Pelo de rato em produtos alimentícios é aceito pela Agência Nacional de Vigilância Sanitária do Brasil

Em março do ano passado, foi publicada no Diário Oficial da União uma resolução da Agência Nacional de Vigilância Sanitária (Anvisa) que é, no mínimo, um tanto quanto controversa. A RDC 14/2014 define limites de tolerância para matérias estranhas e para fragmentos de pelos de roedores (rato, ratazana e camundongo) em alguns tipos de alimentos industrializados.
 
A norma aprovada aponta limites máximos de “matérias estranhas macroscópicas e microscópicas”, como fragmentos de insetos (menos de baratas, formigas e moscas) e pelos de rato, aceitos em produtos como extrato de tomate, ketchup, achocolatados, pimentas e canela em pó.
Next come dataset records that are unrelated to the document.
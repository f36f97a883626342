//! Per-page retry policy.
//!
//! Decides what the acquisition loop does after a failed page attempt. The
//! rules are deliberately small: a circuit short-circuit waits a fixed
//! cooldown without touching the budget, everything else backs off linearly
//! until the page's budget runs out.

use crate::Error;
use std::time::Duration;

#[derive(Debug, Clone, PartialEq)]
pub struct RetryPolicy {
    /// Failed attempts allowed per page before the run is aborted.
    pub max_retries: u32,
    /// Delay after the first failure; multiplied by the attempt number.
    pub base_delay: Duration,
    pub ceiling: Duration,
    /// Fixed wait after the gate refused a request.
    pub circuit_cooldown: Duration,
}

impl Default for RetryPolicy {
    fn default() -> Self {
        Self {
            max_retries: 3,
            base_delay: Duration::from_secs(5),
            ceiling: Duration::from_secs(30),
            circuit_cooldown: Duration::from_secs(5),
        }
    }
}

/// What to do after a failed attempt.
#[derive(Debug, Clone, Copy, PartialEq, Eq)]
pub enum Decision {
    /// Gate refused; wait and retry the same page, budget untouched.
    Cooldown { delay: Duration },
    Retry { delay: Duration },
    Abort,
}

impl RetryPolicy {
    pub fn new() -> Self {
        Self::default()
    }

    pub fn with_max_retries(mut self, n: u32) -> Self {
        self.max_retries = n;
        self
    }

    pub fn with_base_delay(mut self, delay: Duration) -> Self {
        self.base_delay = delay;
        self
    }

    pub fn with_ceiling(mut self, ceiling: Duration) -> Self {
        self.ceiling = ceiling;
        self
    }

    pub fn with_circuit_cooldown(mut self, cooldown: Duration) -> Self {
        self.circuit_cooldown = cooldown;
        self
    }

    /// `min(base_delay * attempt, ceiling)`, stretched to a server hint but
    /// never past the ceiling.
    pub fn backoff(&self, attempt: u32, retry_after: Option<Duration>) -> Duration {
        let linear = self.base_delay.saturating_mul(attempt.max(1));
        let chosen = match retry_after {
            Some(hint) => linear.max(hint),
            None => linear,
        };
        chosen.min(self.ceiling)
    }

    /// `attempt` counts failures on the current page, 1-based.
    pub fn decide(&self, err: &Error, attempt: u32) -> Decision {
        if err.is_circuit_open() {
            return Decision::Cooldown {
                delay: self.circuit_cooldown,
            };
        }
        if attempt > self.max_retries {
            return Decision::Abort;
        }
        let hint = match err {
            Error::RateLimited { .. } => err.retry_after(),
            _ => None,
        };
        Decision::Retry {
            delay: self.backoff(attempt, hint),
        }
    }
}
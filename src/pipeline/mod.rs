//! # Acquisition Pipeline
//!
//! Drives a [`SourceAdapter`] page by page under a circuit breaker and
//! adaptive pacing, checkpoints progress through a [`DurableStore`], and
//! returns everything it collected even when the run ends early.
//!
//! ## Page loop
//!
//! ```text
//!   cancelled? ──yes──▶ Cancelled
//!       │
//!   page > max? ──yes──▶ MaxPagesReached
//!       │
//!   gate.execute(fetch_page)
//!       ├─ Ok(full page)   ─▶ append, checkpoint every K, pace, next page
//!       ├─ Ok(short/last)  ─▶ append, EndOfData
//!       ├─ CircuitOpen     ─▶ fixed cooldown, same page, budget untouched
//!       └─ other error     ─▶ backoff, same page, until the budget runs out
//! ```
//!
//! ## Key Components
//!
//! | Component | Description |
//! |-----------|-------------|
//! | [`AcquisitionPipeline`] | The page loop |
//! | [`AcquisitionPipelineBuilder`] | Wiring of adapter, store and resilience settings |
//! | [`FetchSession`] | Records, stats and completion of one run |
//! | [`RetryPolicy`] | Per-page retry budget and backoff |
//! | [`SignalsSnapshot`] | Breaker and pacing state for observers |
//!
//! ## Example
//!
//! ```rust,no_run
//! use resilient_harvest::pipeline::AcquisitionPipeline;
//! use resilient_harvest::source::HttpPageSource;
//! use resilient_harvest::store::DurableStore;
//! use resilient_harvest::transport::{ChallengeClient, ClientConfig};
//! use std::sync::Arc;
//!
//! # async fn demo() -> resilient_harvest::Result<()> {
//! let client = Arc::new(ChallengeClient::new(ClientConfig::default())?);
//! let source = HttpPageSource::new(
//!     client,
//!     "https://leetcode.com/contest/api/ranking/{source}/?pagination={page}&region=global",
//! )?;
//! let pipeline = AcquisitionPipeline::builder()
//!     .source(Arc::new(source))
//!     .store(Arc::new(DurableStore::open("./output")?))
//!     .build()?;
//!
//! let session = pipeline.run("weekly-contest-460", 25, 1000).await?;
//! println!("{} records, complete: {}", session.records.len(), session.is_complete());
//! # Ok(())
//! # }
//! ```

pub mod retry;
pub mod session;


pub use retry::{Decision, RetryPolicy};
pub use session::FetchSession;

use crate::resilience::circuit_breaker::{
    CircuitBreaker, CircuitBreakerConfig, CircuitBreakerSnapshot,
};
use crate::resilience::pacing::{PacingConfig, PacingController, PacingSnapshot};
use crate::source::SourceAdapter;
use crate::store::{Completion, DurableStore, HarvestDocument};
use crate::{Error, ErrorContext, Result};
use std::sync::Arc;
use std::time::Duration;
use tokio::time::Instant;
use tokio_util::sync::CancellationToken;
use tracing::{debug, info, warn};

pub const DEFAULT_CHECKPOINT_INTERVAL: u32 = 10;

/// Point-in-time view of the pipeline's resilience state.
///
/// Facts only; callers decide what to do with them.
#[derive(Debug, Clone, serde::Serialize)]
#[serde(rename_all = "camelCase")]
pub struct SignalsSnapshot {
    pub circuit_breaker: CircuitBreakerSnapshot,
    pub pacing: PacingSnapshot,
}

/// Name of the page-tagged checkpoint for `prefix`.
pub fn checkpoint_name(prefix: &str, page: u32) -> String {
    format!("{}-progress-page-{}.json", prefix, page)
}

/// Stable name of the final document for `prefix`.
pub fn final_name(prefix: &str) -> String {
    format!("{}-all-records.json", prefix)
}

pub struct AcquisitionPipelineBuilder {
    source: Option<Arc<dyn SourceAdapter>>,
    store: Option<Arc<DurableStore>>,
    pacing: PacingConfig,
    breaker: CircuitBreakerConfig,
    retry: RetryPolicy,
    checkpoint_interval: u32,
    file_prefix: Option<String>,
    cancel: Option<CancellationToken>,
}

impl AcquisitionPipelineBuilder {
    pub fn new() -> Self {
        Self {
            source: None,
            store: None,
            pacing: PacingConfig::default(),
            breaker: CircuitBreakerConfig::default(),
            retry: RetryPolicy::default(),
            checkpoint_interval: DEFAULT_CHECKPOINT_INTERVAL,
            file_prefix: None,
            cancel: None,
        }
    }

    pub fn source(mut self, source: Arc<dyn SourceAdapter>) -> Self {
        self.source = Some(source);
        self
    }

    /// Without a store the run keeps its results in memory only.
    pub fn store(mut self, store: Arc<DurableStore>) -> Self {
        self.store = Some(store);
        self
    }

    pub fn pacing(mut self, cfg: PacingConfig) -> Self {
        self.pacing = cfg;
        self
    }

    pub fn circuit_breaker(mut self, cfg: CircuitBreakerConfig) -> Self {
        self.breaker = cfg;
        self
    }

    pub fn retry_policy(mut self, policy: RetryPolicy) -> Self {
        self.retry = policy;
        self
    }

    /// Persist a checkpoint every `pages` pages (minimum 1).
    pub fn checkpoint_every(mut self, pages: u32) -> Self {
        self.checkpoint_interval = pages.max(1);
        self
    }

    /// File name prefix for checkpoints and the final document.
    /// Defaults to the source id of each run.
    pub fn file_prefix(mut self, prefix: impl Into<String>) -> Self {
        self.file_prefix = Some(prefix.into());
        self
    }

    pub fn cancellation_token(mut self, token: CancellationToken) -> Self {
        self.cancel = Some(token);
        self
    }

    pub fn build(self) -> Result<AcquisitionPipeline> {
        let source = self.source.ok_or_else(|| {
            Error::configuration_with_context(
                "acquisition pipeline needs a source adapter",
                ErrorContext::new()
                    .with_field_path("source")
                    .with_source("pipeline_builder"),
            )
        })?;
        Ok(AcquisitionPipeline {
            source,
            store: self.store,
            gate: CircuitBreaker::new(self.breaker),
            pacing: PacingController::new(self.pacing),
            retry: self.retry,
            checkpoint_interval: self.checkpoint_interval,
            file_prefix: self.file_prefix,
            cancel: self.cancel.unwrap_or_default(),
        })
    }
}

impl Default for AcquisitionPipelineBuilder {
    fn default() -> Self {
        Self::new()
    }
}

pub struct AcquisitionPipeline {
    source: Arc<dyn SourceAdapter>,
    store: Option<Arc<DurableStore>>,
    gate: CircuitBreaker,
    pacing: PacingController,
    retry: RetryPolicy,
    checkpoint_interval: u32,
    file_prefix: Option<String>,
    cancel: CancellationToken,
}

impl AcquisitionPipeline {
    pub fn builder() -> AcquisitionPipelineBuilder {
        AcquisitionPipelineBuilder::new()
    }

    pub fn signals(&self) -> SignalsSnapshot {
        SignalsSnapshot {
            circuit_breaker: self.gate.snapshot(),
            pacing: self.pacing.snapshot(),
        }
    }

    pub fn cancellation_token(&self) -> CancellationToken {
        self.cancel.clone()
    }

    pub fn prefix_for<'a>(&'a self, source_id: &'a str) -> &'a str {
        self.file_prefix.as_deref().unwrap_or(source_id)
    }

    /// Harvest `source_id` from page 1.
    ///
    /// Only invalid arguments are reported as errors; every other ending is
    /// recorded in the returned session's completion.
    pub async fn run(&self, source_id: &str, page_size: u32, max_pages: u32) -> Result<FetchSession> {
        validate_bounds(page_size, max_pages)?;
        let session = FetchSession::new(source_id, page_size);
        Ok(self.drive(session, max_pages).await)
    }

    /// Continue an earlier, incomplete harvest.
    pub async fn resume(&self, previous: HarvestDocument, max_pages: u32) -> Result<FetchSession> {
        validate_bounds(previous.page_size, max_pages)?;
        let session = FetchSession::from_document(previous);
        if session.is_complete() {
            info!(source_id = %session.source_id, "stored harvest already complete");
            return Ok(session);
        }
        info!(
            source_id = %session.source_id,
            page = session.current_page,
            kept_records = session.records.len(),
            "resuming harvest"
        );
        Ok(self.drive(session, max_pages).await)
    }

    async fn drive(&self, mut session: FetchSession, max_pages: u32) -> FetchSession {
        session.stats.started_at.get_or_insert_with(chrono::Utc::now);
        let source_id = session.source_id.clone();
        let page_size = session.page_size as usize;
        let mut attempt: u32 = 0;

        info!(
            source_id = %source_id,
            run_id = %session.run_id,
            adapter = self.source.name(),
            start_page = session.current_page,
            max_pages,
            "harvest started"
        );

        let completion = loop {
            if self.cancel.is_cancelled() {
                break Completion::Cancelled;
            }
            let page = session.current_page;
            if page > max_pages {
                break Completion::MaxPagesReached;
            }

            let started = Instant::now();
            let outcome = self
                .gate
                .execute(|| self.source.fetch_page(&source_id, page))
                .await;

            match outcome {
                Ok(fetch) => {
                    session.stats.requests += 1;
                    self.pacing
                        .record_success(Some(fetch.response_time.unwrap_or_else(|| started.elapsed())));
                    attempt = 0;

                    let count = fetch.records.len();
                    let last = fetch.is_last_page || count < page_size;
                    session.records.extend(fetch.records);
                    session.current_page += 1;
                    if count > 0 {
                        session.stats.pages += 1;
                    }
                    debug!(
                        source_id = %source_id,
                        page,
                        records = count,
                        total = session.records.len(),
                        "page fetched"
                    );

                    if count > 0 && page % self.checkpoint_interval == 0 {
                        self.checkpoint(&mut session, page);
                    }
                    if last {
                        break Completion::EndOfData;
                    }
                    if session.current_page <= max_pages {
                        let delay = self.pacing.compute_delay();
                        self.pause(delay).await;
                    }
                }
                Err(e) => {
                    if !e.is_circuit_open() {
                        session.stats.requests += 1;
                        session.stats.errors += 1;
                        self.pacing.record_failure();
                        attempt += 1;
                    }
                    match self.retry.decide(&e, attempt) {
                        Decision::Cooldown { delay } => {
                            session.stats.circuit_trips += 1;
                            warn!(
                                source_id = %source_id,
                                page,
                                delay_ms = delay.as_millis() as u64,
                                "request gate open, cooling down"
                            );
                            self.pause(delay).await;
                        }
                        Decision::Retry { delay } => {
                            warn!(
                                source_id = %source_id,
                                page,
                                attempt,
                                delay_ms = delay.as_millis() as u64,
                                error = %e,
                                "page failed, retrying"
                            );
                            self.pause(delay).await;
                        }
                        Decision::Abort => {
                            warn!(
                                source_id = %source_id,
                                page,
                                attempts = attempt,
                                error = %e,
                                "retry budget exhausted, stopping with partial data"
                            );
                            break Completion::RetryBudgetExhausted {
                                page,
                                attempts: attempt,
                                last_error: e.to_string(),
                            };
                        }
                    }
                }
            }
        };

        session.finish(completion);
        self.persist_final(&mut session);
        info!(
            source_id = %source_id,
            records = session.records.len(),
            pages = session.stats.pages,
            requests = session.stats.requests,
            errors = session.stats.errors,
            circuit_trips = session.stats.circuit_trips,
            duration_ms = session.stats.duration_ms,
            completion = ?session.completion,
            "harvest finished"
        );
        session
    }

    /// Sleep unless cancelled first.
    async fn pause(&self, delay: Duration) {
        tokio::select! {
            _ = self.cancel.cancelled() => {}
            _ = tokio::time::sleep(delay) => {}
        }
    }

    fn checkpoint(&self, session: &mut FetchSession, page: u32) {
        let Some(store) = &self.store else {
            return;
        };
        let name = checkpoint_name(self.prefix_for(&session.source_id), page);
        if store.write(&name, &session.to_document()) {
            info!(source_id = %session.source_id, page, file = %name, "checkpoint saved");
        } else {
            session.stats.persistence_failures += 1;
            warn!(source_id = %session.source_id, page, file = %name, "checkpoint not saved, continuing");
        }
    }

    fn persist_final(&self, session: &mut FetchSession) {
        let Some(store) = &self.store else {
            return;
        };
        let name = final_name(self.prefix_for(&session.source_id));
        if !store.write(&name, &session.to_document()) {
            session.stats.persistence_failures += 1;
            warn!(source_id = %session.source_id, file = %name, "final document not saved");
        }
    }
}

fn validate_bounds(page_size: u32, max_pages: u32) -> Result<()> {
    if page_size == 0 {
        return Err(Error::configuration_with_context(
            "page size must be positive",
            ErrorContext::new().with_field_path("page_size"),
        ));
    }
    if max_pages == 0 {
        return Err(Error::configuration_with_context(
            "max pages must be positive",
            ErrorContext::new().with_field_path("max_pages"),
        ));
    }
    Ok(())
}
//! Benchmarks for identity resolution
//!
//! This benchmark measures:
//! - Index construction over a full contest ranking
//! - Exact resolution (hash lookups only)
//! - Partial resolution (containment scan over the index)

use criterion::{black_box, criterion_group, criterion_main, BenchmarkId, Criterion, Throughput};
use resilient_harvest::matching::{variations, IdentityMatcher};
use resilient_harvest::types::{Record, TargetIdentity};

fn ranking(n: usize) -> Vec<Record> {
    (0..n)
        .map(|i| {
            Record::new()
                .with("username", format!("coder_{}_{}", i % 97, i))
                .with("real_name", format!("Coder Number {}", i))
                .with("rank", i as u64 + 1)
        })
        .collect()
}

fn bench_index_build(c: &mut Criterion) {
    let mut group = c.benchmark_group("index_build");
    for size in [1_000usize, 10_000, 30_000] {
        let records = ranking(size);
        group.throughput(Throughput::Elements(size as u64));
        group.bench_with_input(BenchmarkId::from_parameter(size), &records, |b, records| {
            b.iter(|| IdentityMatcher::new(black_box(records)).index_len())
        });
    }
    group.finish();
}

fn bench_resolve(c: &mut Criterion) {
    let mut records = ranking(10_000);
    // only the last row contains the partial target, so the scan runs to the end
    records.push(
        Record::new()
            .with("username", "latecomer_zed")
            .with("rank", 10_001u64),
    );
    let matcher = IdentityMatcher::new(&records);
    let exact = TargetIdentity::new("Coder-42-5086", "");
    let partial = TargetIdentity::new("latecomerze", "");
    let missing = TargetIdentity::new("nobody-at-all", "");

    let mut group = c.benchmark_group("resolve");
    group.bench_function("exact", |b| b.iter(|| matcher.resolve(black_box(&exact))));
    group.bench_function("partial", |b| b.iter(|| matcher.resolve(black_box(&partial))));
    group.bench_function("unresolved", |b| b.iter(|| matcher.resolve(black_box(&missing))));
    group.finish();
}

fn bench_variations(c: &mut Criterion) {
    c.bench_function("variations", |b| {
        b.iter(|| variations(black_box("  John   Doe_1990 ")))
    });
}

criterion_group!(benches, bench_index_build, bench_resolve, bench_variations);
criterion_main!(benches);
A Anvisa explica que, sem esses parâmetros, as vigilâncias encontram dificuldade na aplicação de medidas sanitárias, alvo recorrente de ações judiciais. O diretor da agência, Renato Porto, disse que eliminar qualquer traço dessas matérias é, muitas vezes, inviável.
 
No ano passado, uma associação de defesa do consumidor realizou uma análise em uma marca de ketchup e encontrou três pelos de roedor em amostra de 100 gramas do produto. Já em 2012, a associação também detectou a presença de pelo de roedor em três amostras de uvas passas e castanha-do-Pará sem casca, em teste com itens adquiridos em São Paulo. O problema também foi detectado em avaliações de ketchup e molho de tomate, realizadas em anos anteriores.
 
CONSUMIDORES PERPLEXOS
 
“Tenho certeza que quem aprovou essa norma não compra esses alimentos. É inadmissível trabalhar tanto para levar comida para casa e saber que, no meio dela, pode ter pelo de rato e partes de outros insetos”, reclama a enfermeira Mara Aparecida do Nascimento.
 
A dona de casa Juliana Moraes Silva também vê a decisão da Anvisa com perplexidade. De acordo com ela, a medida é “descabida”. “Tentamos oferecer os melhores alimentos para os nossos filhos e o governo permite com que o povo coma pelo de rato? Pelo jeito, teremos que plantar os nossos próprios alimentos”, afirma.
 
PRODUTOR QUESTIONA
 
Agricultor e proprietário do Empório da Terra, Laércio Ribeiro Faria questiona tal resolução, uma vez que a própria Anvisa tem criado inúmeros empecilhos para que o produtor rural coloque seus produtos caseiros e orgânicos à venda no mercado. “A fiscalização é rígida demais conosco. Exige uma série de coisas para podermos vender uma rapadura, um ovo caipira e, agora, faz isso com os alimentos industrializados. Isso é muito injusto”, desabafa.
 
 
OS DOIS LADOS
 
A nutricionista paraisense Tatiane Motta Martins diz compreender os dois lados da questão. A profissional entende a revolta dos consumidores, que receberam a norma com repúdio. Contudo, ela explica que a Anvisa ressalta que o texto não “permite” a presença de matérias estranhas, mas “tolera” quando há ocorrência mesmo com boas práticas de fabricação e sem colocar em risco a saúde da população.”O certo seria que não houvesse nenhum fragmento, mas isso pode fugir do controle dos responsáveis pela qualidade desses alimentos e acabar acontecendo”.
 
Tatiane afirma, contudo, que o ideal é que as empresas do ramo alimentício sigam com rigor as normas de controle de qualidade. “O nível é um ponto de partida para a fiscalização, que antes não acontecia. Porém, é preciso se atentar às normas, pois só assim os consumidores terão segurança em adquirir esses produtos”, conclui.
 
Veja os limites de “matérias estranhas” definidos pela Anvisa em cada produto:*
 
- Produtos de tomate: um fragmento de roedores para cada 100 gramas;
 
- Geleia de frutas: 25 fragmentos de insetos para cada 100 gramas;
 
- Café torrado e moído: 60 fragmentos de insetos para cada 25 gramas;
 
- Chá de camomila: 25 insetos mortos para cada 25 gramas;
 
- Canela em pó: um fragmento de roedor para cada 25 gramas;
 
- Chocolate e produtos acho-colatados: um fragmento de roedor para cada 100 gramas;
 
- Orégano: 3% de areia ou cinzas insolúveis em ácido.